本発明において、前記化学式Iのnが2以上である場合、反復単位([-D-B-I-F-G-C-E-H-A-])は、AとDのグリコシド結合(-O-)で連結されたことを特徴とし得る。
本発明において、前記化学式Iのnが2以上である場合、反復単位([-D-B-I-F-G-C-E-H-A-])は、AとDとの間のリン酸ジエステル結合(phosphodiester linkage)で連結されたことを特徴とし得る。
本発明において、前記化学式Iのnが2以上である場合、反復単位のAの1位の炭素と他の反復単位のDの6位の炭素とがリン酸ジエステル結合(phosphodiester linkage)で連結されたことを特徴とし得る。
本発明において、前記化学式IのA及びDのいずれか一つ以上がリン酸化されたことを特徴とし得る。好ましくは、Aの場合は、1位の炭素の水酸化基がリン酸化されたことを特徴とすることができ、Dの場合は、6位の炭素の水酸化基がリン酸化されたことを特徴とし得る。
本発明において、前記ガラクトース(galactose)は、自然系に一般に存在するガラクトース又はその誘導体を含む意味で使用される。
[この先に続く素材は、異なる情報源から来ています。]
use crate::config::serde_millis;
use crate::resilience::retry::RetryPolicy;
use crate::{Error, ErrorContext, Result};
use serde::{Deserialize, Serialize};
use std::time::Duration;

/// Per-service ceilings, immutable once a service is first used.
///
/// A cap of 0 means the corresponding window is unlimited.
#[derive(Debug, Clone, PartialEq, Eq, Serialize, Deserialize)]
#[serde(default)]
pub struct ServiceLimits {
    pub max_concurrent: usize,
    pub per_minute_cap: u32,
    pub per_hour_cap: u32,
    pub retry_attempts: u32,
    #[serde(rename = "backoff_min_ms", with = "serde_millis")]
    pub backoff_min: Duration,
    #[serde(rename = "backoff_max_ms", with = "serde_millis")]
    pub backoff_max: Duration,
    pub jitter: bool,
}

impl Default for ServiceLimits {
    fn default() -> Self {
        Self {
            max_concurrent: 5,
            per_minute_cap: 60,
            per_hour_cap: 3600,
            retry_attempts: 5,
            backoff_min: Duration::from_secs(1),
            backoff_max: Duration::from_secs(60),
            jitter: false,
        }
    }
}

impl ServiceLimits {
    pub fn new() -> Self {
        Self::default()
    }

    /// Limits for the LLM API.
    pub fn openai() -> Self {
        Self {
            max_concurrent: 8,
            per_minute_cap: 500,
            per_hour_cap: 10_000,
            retry_attempts: 5,
            backoff_min: Duration::from_secs(1),
            backoff_max: Duration::from_secs(60),
            jitter: false,
        }
    }

    /// Limits for the remote automation endpoints, which allow roughly
    /// 80 calls per hour.
    pub fn zapier() -> Self {
        Self {
            max_concurrent: 3,
            per_minute_cap: 60,
            per_hour_cap: 75,
            retry_attempts: 3,
            backoff_min: Duration::from_secs(2),
            backoff_max: Duration::from_secs(30),
            jitter: false,
        }
    }

    pub fn with_max_concurrent(mut self, n: usize) -> Self {
        self.max_concurrent = n;
        self
    }

    pub fn with_per_minute_cap(mut self, cap: u32) -> Self {
        self.per_minute_cap = cap;
        self
    }

    pub fn with_per_hour_cap(mut self, cap: u32) -> Self {
        self.per_hour_cap = cap;
        self
    }

    pub fn with_retry_attempts(mut self, attempts: u32) -> Self {
        self.retry_attempts = attempts;
        self
    }

    pub fn with_backoff(mut self, min: Duration, max: Duration) -> Self {
        self.backoff_min = min;
        self.backoff_max = max;
        self
    }

    pub fn with_jitter(mut self, jitter: bool) -> Self {
        self.jitter = jitter;
        self
    }

    pub fn validate(&self) -> Result<()> {
        if self.max_concurrent == 0 {
            return Err(Error::configuration_with_context(
                "max_concurrent must be greater than zero",
                ErrorContext::new()
                    .with_field_path("max_concurrent")
                    .with_source("service_limits"),
            ));
        }
        if self.backoff_min > self.backoff_max {
            return Err(Error::configuration_with_context(
                "backoff_min must not exceed backoff_max",
                ErrorContext::new()
                    .with_field_path("backoff_min_ms")
                    .with_details(format!(
                        "{}ms > {}ms",
                        self.backoff_min.as_millis(),
                        self.backoff_max.as_millis()
                    ))
                    .with_source("service_limits"),
            ));
        }
        Ok(())
    }

    pub fn retry_policy(&self) -> RetryPolicy {
        RetryPolicy::new(self.retry_attempts, self.backoff_min, self.backoff_max)
            .with_jitter(self.jitter)
    }
}

#[cfg(test)]
mod tests {
    use super::*;

    #[test]
    fn test_presets_are_valid() {
        assert!(ServiceLimits::default().validate().is_ok());
        assert!(ServiceLimits::openai().validate().is_ok());
        assert!(ServiceLimits::zapier().validate().is_ok());
    }

    #[test]
    fn test_validate_rejects_inverted_backoff() {
        let limits = ServiceLimits::new()
            .with_backoff(Duration::from_millis(50), Duration::from_millis(10));
        let err = limits.validate().unwrap_err();
        assert!(err.to_string().contains("backoff_min"));
    }

    #[test]
    fn test_validate_rejects_zero_concurrency() {
        assert!(ServiceLimits::new().with_max_concurrent(0).validate().is_err());
    }

    #[test]
    fn test_yaml_uses_millisecond_keys() {
        let limits: ServiceLimits = serde_yaml::from_str(
            "max_concurrent: 2\nretry_attempts: 2\nbackoff_min_ms: 10\nbackoff_max_ms: 40\n",
        )
        .unwrap();
        assert_eq!(limits.max_concurrent, 2);
        assert_eq!(limits.backoff_min, Duration::from_millis(10));
        assert_eq!(limits.backoff_max, Duration::from_millis(40));
        // unspecified fields fall back to defaults
        assert_eq!(limits.per_minute_cap, 60);
    }
}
例えば、本発明において、前記ガラクトースは異性質体であって、α型(α configuration)、β型(β configuration)、D型(D configuration)又はL型(L configuration)であってもよく、好ましくはα-ガラクトース、さらに好ましくはα-D-ガラクトースであることを特徴とし得るが、これに制限されるものではない。
本発明において、前記ラムノース(rhamnose)は、自然系に一般に存在するラムノース又はその誘導体のいずれをも含む意味で使用される。例えば、本発明において、前記ラムノースは異性質体であって、α型(α configuration)、β型(β configuration)、D型(D configuration)又はL型(L configuration)であってもよく、好ましくはα-ラムノース、さらに好ましくはα-L-ラムノースであることを特徴とし得るが、これに制限されるものではない。
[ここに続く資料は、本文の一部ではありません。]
//! Per-conversation ordering and cross-conversation parallelism.

use ai_gate_rust::{ConversationGate, ConversationKey};
use futures::future::join_all;
use std::sync::Arc;
use std::time::Duration;
use tokio::sync::Mutex;
use tokio::time::{sleep, Instant};
use tokio_test::{assert_pending, assert_ready};

#[tokio::test(start_paused = true)]
async fn same_key_runs_in_arrival_order() {
    let gate = Arc::new(ConversationGate::new());
    let key = ConversationKey::from_event("C1", Some("1700.1"), None, false);
    let order = Arc::new(Mutex::new(Vec::new()));

    // Hold the key so every task queues behind it.
    let permit = gate.acquire(&key).await;

    let mut handles = Vec::new();
    for i in 0..4 {
        let gate = gate.clone();
        let key = key.clone();
        let order = order.clone();
        handles.push(tokio::spawn(async move {
            gate.with_conversation(&key, || async {
                order.lock().await.push(i);
                // later arrivals must not overtake an in-progress reply
                sleep(Duration::from_millis(10)).await;
            })
            .await
        }));
        // let task i reach the queue before spawning i + 1
        sleep(Duration::from_millis(1)).await;
    }

    assert!(gate.is_busy(&key).await);
    drop(permit);
    join_all(handles).await;

    assert_eq!(*order.lock().await, vec![0, 1, 2, 3]);
    assert!(!gate.is_busy(&key).await);
}

#[tokio::test(start_paused = true)]
async fn different_keys_overlap() {
    let gate = Arc::new(ConversationGate::new());
    let started = Instant::now();

    let tasks = ["C1", "C2", "C3"].map(|channel| {
        let gate = gate.clone();
        tokio::spawn(async move {
            let key = ConversationKey::from_event(channel, None, None, false);
            gate.with_conversation(&key, || sleep(Duration::from_millis(100)))
                .await
        })
    });
    join_all(tasks).await;

    assert!(started.elapsed() < Duration::from_millis(150));
    assert_eq!(gate.len().await, 3);
}

#[tokio::test]
async fn second_acquire_waits_until_first_permit_drops() {
    let gate = ConversationGate::new();
    let key = ConversationKey::from_event("D1", None, Some("U1"), true);

    let first = gate.acquire(&key).await;
    let mut second = tokio_test::task::spawn(gate.acquire(&key));
    assert_pending!(second.poll());

    drop(first);
    assert!(second.is_woken());
    let permit = assert_ready!(second.poll());
    assert_eq!(permit.key(), &key);
}

#[tokio::test]
async fn dm_users_get_separate_conversations() {
    let gate = ConversationGate::new();
    let alice = ConversationKey::from_event("D1", None, Some("UA"), true);
    let bob = ConversationKey::from_event("D1", None, Some("UB"), true);

    let _held = gate.acquire(&alice).await;
    let mut other = tokio_test::task::spawn(gate.acquire(&bob));
    assert_ready!(other.poll());
}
本発明において、前記N-アセチルグルコサミン(N-acetylglucosamine)は、N-アセチルグルコサミン及びその誘導体のいずれをも含む意味で使用される。
本発明において、前記ブドウ糖(glucose)は、一般のブドウ糖又はその誘導体のいずれをも含む意味で使用される。例えば、本発明において、前記ブドウ糖は異性質体であって、α型、β型、D型又はL型であってもよく、好ましくは、β型配列を有するブドウ糖、さらに好ましくはD-ブドウ糖であることを特徴とし得るが、これに制限されるものではない。
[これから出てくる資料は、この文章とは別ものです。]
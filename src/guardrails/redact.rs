//! Secret redaction for log output.

use once_cell::sync::Lazy;
use regex::Regex;
use std::borrow::Cow;

/// Replacement for every masked secret.
pub const REDACTED: &str = "***REDACTED***";

/// Masks credentials that tend to leak into upstream error messages.
#[derive(Debug, Clone)]
pub struct SecretRedactor {
    patterns: Vec<Regex>,
}

impl SecretRedactor {
    /// Redactor for OpenAI-style `sk-` keys and `base64:base64` credential pairs.
    pub fn new() -> Self {
        Self {
            patterns: vec![
                Regex::new(r"sk-[A-Za-z0-9_-]{16,}").expect("static regex"),
                Regex::new(r"\b[A-Za-z0-9+/=]{16,}:[A-Za-z0-9+/=]{16,}\b").expect("static regex"),
            ],
        }
    }

    /// Add an extra pattern; invalid expressions are rejected.
    pub fn with_pattern(mut self, pattern: &str) -> Result<Self, regex::Error> {
        self.patterns.push(Regex::new(pattern)?);
        Ok(self)
    }

    /// Borrowed input is returned untouched when nothing matches.
    pub fn redact<'a>(&self, text: &'a str) -> Cow<'a, str> {
        let mut out = Cow::Borrowed(text);
        for pattern in &self.patterns {
            if let Cow::Owned(replaced) = pattern.replace_all(&out, REDACTED) {
                out = Cow::Owned(replaced);
            }
        }
        out
    }

    pub fn contains_secret(&self, text: &str) -> bool {
        self.patterns.iter().any(|p| p.is_match(text))
    }
}

impl Default for SecretRedactor {
    fn default() -> Self {
        Self::new()
    }
}

static REDACTOR: Lazy<SecretRedactor> = Lazy::new(SecretRedactor::new);

/// Redact with the shared default redactor.
pub fn redact_secrets(text: &str) -> Cow<'_, str> {
    REDACTOR.redact(text)
}

#[cfg(test)]
mod tests {
    use super::*;

    #[test]
    fn test_masks_openai_keys() {
        let msg = "401 invalid key sk-abcdefghijklmnop1234 for org";
        assert_eq!(redact_secrets(msg), "401 invalid key ***REDACTED*** for org");
    }

    #[test]
    fn test_masks_project_keys() {
        let out = redact_secrets("key=sk-proj-AbCdEfGhIjKlMnOpQr");
        assert!(!out.contains("AbCdEf"));
        assert!(out.contains(REDACTED));
    }

    #[test]
    fn test_masks_base64_pairs() {
        let msg = "auth failed: YWJjZGVmZ2hpamtsbW5vcA==:cXJzdHV2d3h5ejAxMjM0NQ==";
        assert_eq!(redact_secrets(msg), "auth failed: ***REDACTED***");
    }

    #[test]
    fn test_leaves_plain_text_borrowed() {
        let msg = "upstream returned 503";
        assert!(matches!(redact_secrets(msg), Cow::Borrowed(_)));
        assert!(!SecretRedactor::new().contains_secret(msg));
    }

    #[test]
    fn test_short_tokens_are_not_secrets() {
        assert_eq!(redact_secrets("sk-short and a:b"), "sk-short and a:b");
    }

    #[test]
    fn test_custom_pattern() {
        let r = SecretRedactor::new().with_pattern(r"xoxb-[0-9A-Za-z-]+").unwrap();
        assert_eq!(r.redact("token xoxb-123-abc"), "token ***REDACTED***");
        assert!(SecretRedactor::new().with_pattern("(").is_err());
    }
}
本発明において、DとB(D-B)、及びBとI(B-I)は、α-1,3-グリコシド結合で連結されたことを特徴とし得る。
本発明において、前記IとF(I-F)は、β-1,6-グリコシド結合で連結されたことを特徴とし得る。
本発明において、前記FとG(F-G)、GとC(G-C)、CとE(C-E)、及びEとH(E-H)は、α-1,2-グリコシド結合で連結されたことを特徴とし得る。
本発明において、前記HとA(H-A)は、α-1,6-グリコシド結合で連結されたことを特徴とし得る。
本明細書において、前記グリコシド結合は、結合配向によってα又はβで表示しており、続く数字はそれぞれ、2つの単糖類において、グリコシド結合(-O-)で連結された炭素番号を意味する。例えば、前記“IとF(I-F)はβ-1,6-グリコシド結合で連結された”とは、Iの1位の炭素とFの6位の炭素とがIを基準にしてβ-配列のグリコシド結合で連結されたことを意味する。
本発明において、前記莢膜多糖体は、nが1以上の整数である化学式Iの多糖体を含むことができ、様々なnで重合された多数の化学式Iの多糖体を含むことができる。好ましくは、前記化学式Iの多糖体は、nが1~10であることを特徴とし得る。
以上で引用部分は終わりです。